What to produce: Among the records, find the lines that hold the string "None" and return them.

[Collected data]
------------------------------------------------

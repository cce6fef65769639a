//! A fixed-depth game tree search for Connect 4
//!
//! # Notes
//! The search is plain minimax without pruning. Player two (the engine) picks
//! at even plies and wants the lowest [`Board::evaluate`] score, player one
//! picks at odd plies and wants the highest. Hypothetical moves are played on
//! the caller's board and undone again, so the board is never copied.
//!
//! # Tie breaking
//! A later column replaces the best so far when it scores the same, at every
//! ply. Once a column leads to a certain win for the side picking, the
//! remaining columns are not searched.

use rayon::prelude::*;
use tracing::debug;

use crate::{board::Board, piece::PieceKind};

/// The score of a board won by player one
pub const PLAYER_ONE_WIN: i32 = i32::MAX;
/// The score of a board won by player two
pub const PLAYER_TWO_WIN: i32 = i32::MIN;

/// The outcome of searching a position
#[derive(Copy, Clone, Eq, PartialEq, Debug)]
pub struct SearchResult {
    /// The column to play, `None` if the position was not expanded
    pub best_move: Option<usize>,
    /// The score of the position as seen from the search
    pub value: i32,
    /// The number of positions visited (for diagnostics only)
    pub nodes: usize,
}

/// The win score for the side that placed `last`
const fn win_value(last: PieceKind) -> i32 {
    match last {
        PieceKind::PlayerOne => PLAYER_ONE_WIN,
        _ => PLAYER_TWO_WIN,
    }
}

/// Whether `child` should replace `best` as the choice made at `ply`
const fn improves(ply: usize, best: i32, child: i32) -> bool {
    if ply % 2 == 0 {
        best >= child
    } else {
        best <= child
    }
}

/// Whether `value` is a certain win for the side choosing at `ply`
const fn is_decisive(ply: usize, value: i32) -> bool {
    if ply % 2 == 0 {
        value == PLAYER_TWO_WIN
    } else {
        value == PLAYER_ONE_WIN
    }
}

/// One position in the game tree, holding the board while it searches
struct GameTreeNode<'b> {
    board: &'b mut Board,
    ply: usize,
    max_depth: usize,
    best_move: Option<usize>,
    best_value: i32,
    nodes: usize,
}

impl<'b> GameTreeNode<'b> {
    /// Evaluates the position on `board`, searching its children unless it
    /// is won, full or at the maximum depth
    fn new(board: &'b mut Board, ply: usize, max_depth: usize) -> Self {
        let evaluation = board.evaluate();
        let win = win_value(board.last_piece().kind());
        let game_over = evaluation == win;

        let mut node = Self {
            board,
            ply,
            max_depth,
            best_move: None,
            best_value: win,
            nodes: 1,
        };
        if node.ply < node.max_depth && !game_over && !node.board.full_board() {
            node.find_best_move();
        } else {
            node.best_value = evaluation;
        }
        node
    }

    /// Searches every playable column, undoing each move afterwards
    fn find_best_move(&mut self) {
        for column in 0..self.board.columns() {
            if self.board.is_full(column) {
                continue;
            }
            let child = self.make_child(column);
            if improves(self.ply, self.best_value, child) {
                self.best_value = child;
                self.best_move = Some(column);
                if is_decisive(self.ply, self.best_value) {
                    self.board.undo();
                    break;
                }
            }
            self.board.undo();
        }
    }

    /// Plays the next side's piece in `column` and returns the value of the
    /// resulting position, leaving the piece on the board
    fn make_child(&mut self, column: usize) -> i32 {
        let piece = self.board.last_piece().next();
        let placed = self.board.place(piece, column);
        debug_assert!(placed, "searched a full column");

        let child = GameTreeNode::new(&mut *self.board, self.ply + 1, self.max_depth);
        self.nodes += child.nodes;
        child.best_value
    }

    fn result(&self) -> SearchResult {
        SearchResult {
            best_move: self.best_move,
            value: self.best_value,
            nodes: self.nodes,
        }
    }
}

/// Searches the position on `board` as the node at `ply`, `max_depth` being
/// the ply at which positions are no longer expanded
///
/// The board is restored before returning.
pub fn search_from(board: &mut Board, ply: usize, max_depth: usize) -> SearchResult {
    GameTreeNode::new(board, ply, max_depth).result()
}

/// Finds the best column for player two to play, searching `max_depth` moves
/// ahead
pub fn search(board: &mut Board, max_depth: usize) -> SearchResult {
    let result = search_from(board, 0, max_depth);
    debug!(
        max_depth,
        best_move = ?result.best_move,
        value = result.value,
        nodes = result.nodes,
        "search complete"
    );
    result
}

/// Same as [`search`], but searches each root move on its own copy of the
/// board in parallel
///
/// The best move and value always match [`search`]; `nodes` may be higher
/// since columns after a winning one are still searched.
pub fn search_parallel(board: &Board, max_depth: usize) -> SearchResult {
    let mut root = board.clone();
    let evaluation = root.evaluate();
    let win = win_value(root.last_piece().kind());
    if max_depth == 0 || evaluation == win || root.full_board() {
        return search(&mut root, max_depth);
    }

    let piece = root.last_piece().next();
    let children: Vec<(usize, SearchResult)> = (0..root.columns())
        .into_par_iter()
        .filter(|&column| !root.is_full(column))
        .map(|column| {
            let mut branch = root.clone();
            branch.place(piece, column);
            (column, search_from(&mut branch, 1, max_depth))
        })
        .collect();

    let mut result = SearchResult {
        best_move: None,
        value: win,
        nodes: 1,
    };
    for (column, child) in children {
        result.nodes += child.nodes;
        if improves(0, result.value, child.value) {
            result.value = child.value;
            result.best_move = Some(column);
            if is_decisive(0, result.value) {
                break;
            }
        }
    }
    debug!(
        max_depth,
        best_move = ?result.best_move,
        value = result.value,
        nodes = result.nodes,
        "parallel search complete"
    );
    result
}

------------------------------------------------

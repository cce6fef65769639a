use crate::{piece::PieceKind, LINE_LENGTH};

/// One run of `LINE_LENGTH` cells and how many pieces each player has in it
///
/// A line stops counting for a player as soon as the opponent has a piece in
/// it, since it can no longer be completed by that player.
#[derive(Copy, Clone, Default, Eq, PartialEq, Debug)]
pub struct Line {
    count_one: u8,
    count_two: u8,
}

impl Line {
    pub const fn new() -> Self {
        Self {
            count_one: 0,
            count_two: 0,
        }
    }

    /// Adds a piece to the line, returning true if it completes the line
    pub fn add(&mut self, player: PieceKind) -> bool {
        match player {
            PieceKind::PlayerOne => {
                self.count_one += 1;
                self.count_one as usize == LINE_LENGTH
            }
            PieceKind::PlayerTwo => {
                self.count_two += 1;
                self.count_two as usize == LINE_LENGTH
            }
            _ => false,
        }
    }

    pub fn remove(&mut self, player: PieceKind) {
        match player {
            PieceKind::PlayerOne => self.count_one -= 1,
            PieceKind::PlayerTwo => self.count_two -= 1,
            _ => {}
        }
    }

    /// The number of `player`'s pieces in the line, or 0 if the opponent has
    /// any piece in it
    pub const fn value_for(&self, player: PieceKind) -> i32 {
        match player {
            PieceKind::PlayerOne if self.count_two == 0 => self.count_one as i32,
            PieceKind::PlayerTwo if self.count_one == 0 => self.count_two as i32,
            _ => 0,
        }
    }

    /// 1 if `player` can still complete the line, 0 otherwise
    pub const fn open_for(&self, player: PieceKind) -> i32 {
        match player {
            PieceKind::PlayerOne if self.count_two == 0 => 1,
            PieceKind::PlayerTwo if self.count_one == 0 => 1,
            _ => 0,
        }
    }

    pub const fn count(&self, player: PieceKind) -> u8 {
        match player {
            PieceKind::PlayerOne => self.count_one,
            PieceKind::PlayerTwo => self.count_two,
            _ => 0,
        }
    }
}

------------------------------------------------

Answer box:
    /// The column to play, `None` if the position was not expanded
            best_move: None,
        best_move: None,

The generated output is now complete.